Exercise prompt -> Where does the word "MongoUserRepository" appear in the entries below? Copy each line that holds it.

Source data
=-=-=

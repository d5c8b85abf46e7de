//! 사용자 데이터 액세스 계층
//!
//! - [`user_store`] - `UserStore` / `UserRepository` trait
//! - [`user_repo`] - MongoDB 구현
//! - [`memory_user_repo`] - 인메모리 구현
//!
//! # Examples
//!
//! ```rust,ignore
//! use std::sync::Arc;
//! use crate::repositories::users::{MongoUserRepository, UserStore};
//!
//! let repo = Arc::new(MongoUserRepository::new(&database));
//! let user = repo.find_user_by_id(1).await?;
//! ```

pub mod memory_user_repo;
pub mod user_repo;
pub mod user_store;

pub use memory_user_repo::InMemoryUserRepository;
pub use user_repo::MongoUserRepository;
pub use user_store::{UserRepository, UserStore};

=-=-=

Written answer ->
//! use crate::repositories::users::{MongoUserRepository, UserStore};
//! let repo = Arc::new(MongoUserRepository::new(&database));
pub use user_repo::MongoUserRepository;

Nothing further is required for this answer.